Russia's biggest customer

Both the EU Commission and the German government maintain that the Crimea crisis does not endanger gas supplies to the European Union. Germany Economy Minister Sigmar Gabriel pointed out that Russia has always honored its contracts with Western Europe.

"There's no reason to be concerned at the moment," EU Energy Commissioner Günther Oettinger said, adding that the gas reserves are actually higher than they were last year due to Europe's mild winter temperatures.

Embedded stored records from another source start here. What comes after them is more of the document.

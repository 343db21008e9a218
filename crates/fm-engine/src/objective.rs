//! Outbound objective retransmission.
//!
//! A queued message is an objective until the counterparty's next action
//! shows it landed. Until then it is retransmitted with exponential
//! backoff; a finite attempt budget bounds how long an unresponsive peer
//! can hold resources. Time is always passed in, never read from a clock.

use std::collections::HashMap;

use thiserror::Error;
use tracing::{debug, warn};

use fm_protocols::OutboundMessage;

use crate::config::EngineConfig;

#[derive(Debug, Error)]
pub enum ObjectiveError {
    #[error("objective for process {process_id} timed out after {attempts} attempts")]
    TimedOut { process_id: String, attempts: u32 },
}

#[derive(Debug, Clone)]
struct Objective {
    message: OutboundMessage,
    attempts: u32,
    next_due_ms: u64,
}

/// Tracks the latest unacknowledged message per process.
#[derive(Debug)]
pub struct ObjectiveTracker {
    base_interval_ms: u64,
    max_attempts: u32,
    objectives: HashMap<String, Objective>,
}

impl ObjectiveTracker {
    pub fn new(config: &EngineConfig) -> Self {
        Self {
            base_interval_ms: config.base_retransmission_interval_ms,
            max_attempts: config.max_retransmission_attempts,
            objectives: HashMap::new(),
        }
    }

    /// Start tracking a message that was just sent. A newer message for
    /// the same process replaces the old objective.
    pub fn track(&mut self, message: OutboundMessage, now_ms: u64) {
        let process_id = message.process_id.clone();
        self.objectives.insert(
            process_id,
            Objective {
                message,
                attempts: 0,
                next_due_ms: now_ms + self.base_interval_ms,
            },
        );
    }

    /// The process made progress; its objective is met.
    pub fn complete(&mut self, process_id: &str) {
        if self.objectives.remove(process_id).is_some() {
            debug!(process_id, "objective completed");
        }
    }

    pub fn is_tracking(&self, process_id: &str) -> bool {
        self.objectives.contains_key(process_id)
    }

    pub fn len(&self) -> usize {
        self.objectives.len()
    }

    pub fn is_empty(&self) -> bool {
        self.objectives.is_empty()
    }

    /// Collect the messages due for retransmission at `now_ms`.
    ///
    /// Objectives past the attempt budget are dropped and reported; their
    /// processes stay alive and can still complete if the peer reappears
    /// through another path (e.g. a chain event).
    pub fn due(&mut self, now_ms: u64) -> (Vec<OutboundMessage>, Vec<ObjectiveError>) {
        let mut retransmissions = Vec::new();
        let mut timeouts = Vec::new();
        self.objectives.retain(|process_id, objective| {
            if objective.next_due_ms > now_ms {
                return true;
            }
            if objective.attempts >= self.max_attempts {
                warn!(%process_id, attempts = objective.attempts, "objective abandoned");
                timeouts.push(ObjectiveError::TimedOut {
                    process_id: process_id.clone(),
                    attempts: objective.attempts,
                });
                return false;
            }
            objective.attempts += 1;
            objective.next_due_ms = now_ms + (self.base_interval_ms << objective.attempts);
            retransmissions.push(objective.message.clone());
            true
        });
        (retransmissions, timeouts)
    }
}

Russia is not likely to cut gas supplies to Europe. "Russia heavily depends on energy deliveries to Europe," Kemfert said. "Some 60 percent of Russia's state income is due to oil, gas and coal sales - and a large part of that goes to Europe."

Gazprom pipeline (photo: EPA/KERIM OKTEN)
Halting all gas exports to Europe would hurt Russia's economyImage: picture-alliance/dpa

Grätz added that "a different approach was needed to be taken to Russia's dependence on the European market." One possibility, he said, would be the strict implementation of European market rules on all dealings with Gazprom. Russian President Vladimir Putin has often used the energy giant to serve his own geopolitical goals. If European countries cut imports of Russian energy, it would negatively impact Gazprom as 60 percent of its revenue comes from the European market.

"When Gazprom has problems then Putin will also have problems because he needs the company in order to achieve projects in Russia, such as Sochi, and the supply of gas to rural regions as well as using the company as a means to conduct foreign policy," Grätz said.

Pressure on Ukraine

Russia is currently the European Union's third largest trading partner. In 2012, Russia exported 215 billion euros ($300 billion) worth of goods to the EU and imported 123.4 billion euros from the 28-member bloc. Germany currently represents Russia's third largest trading partner, exporting mainly cars, machines and chemical products. Russia, however, is Germany's 11th most important trade partner, just behind Poland.

The situation in Ukraine, however, is very different, and the EU is concerned about the country's energy supply. After meeting this week with EU energy ministers, Oettinger said the bloc was considering helping Kyiv pay its energy bill. It is also considering sending gas to Ukraine in pipelines that run through Slovakia.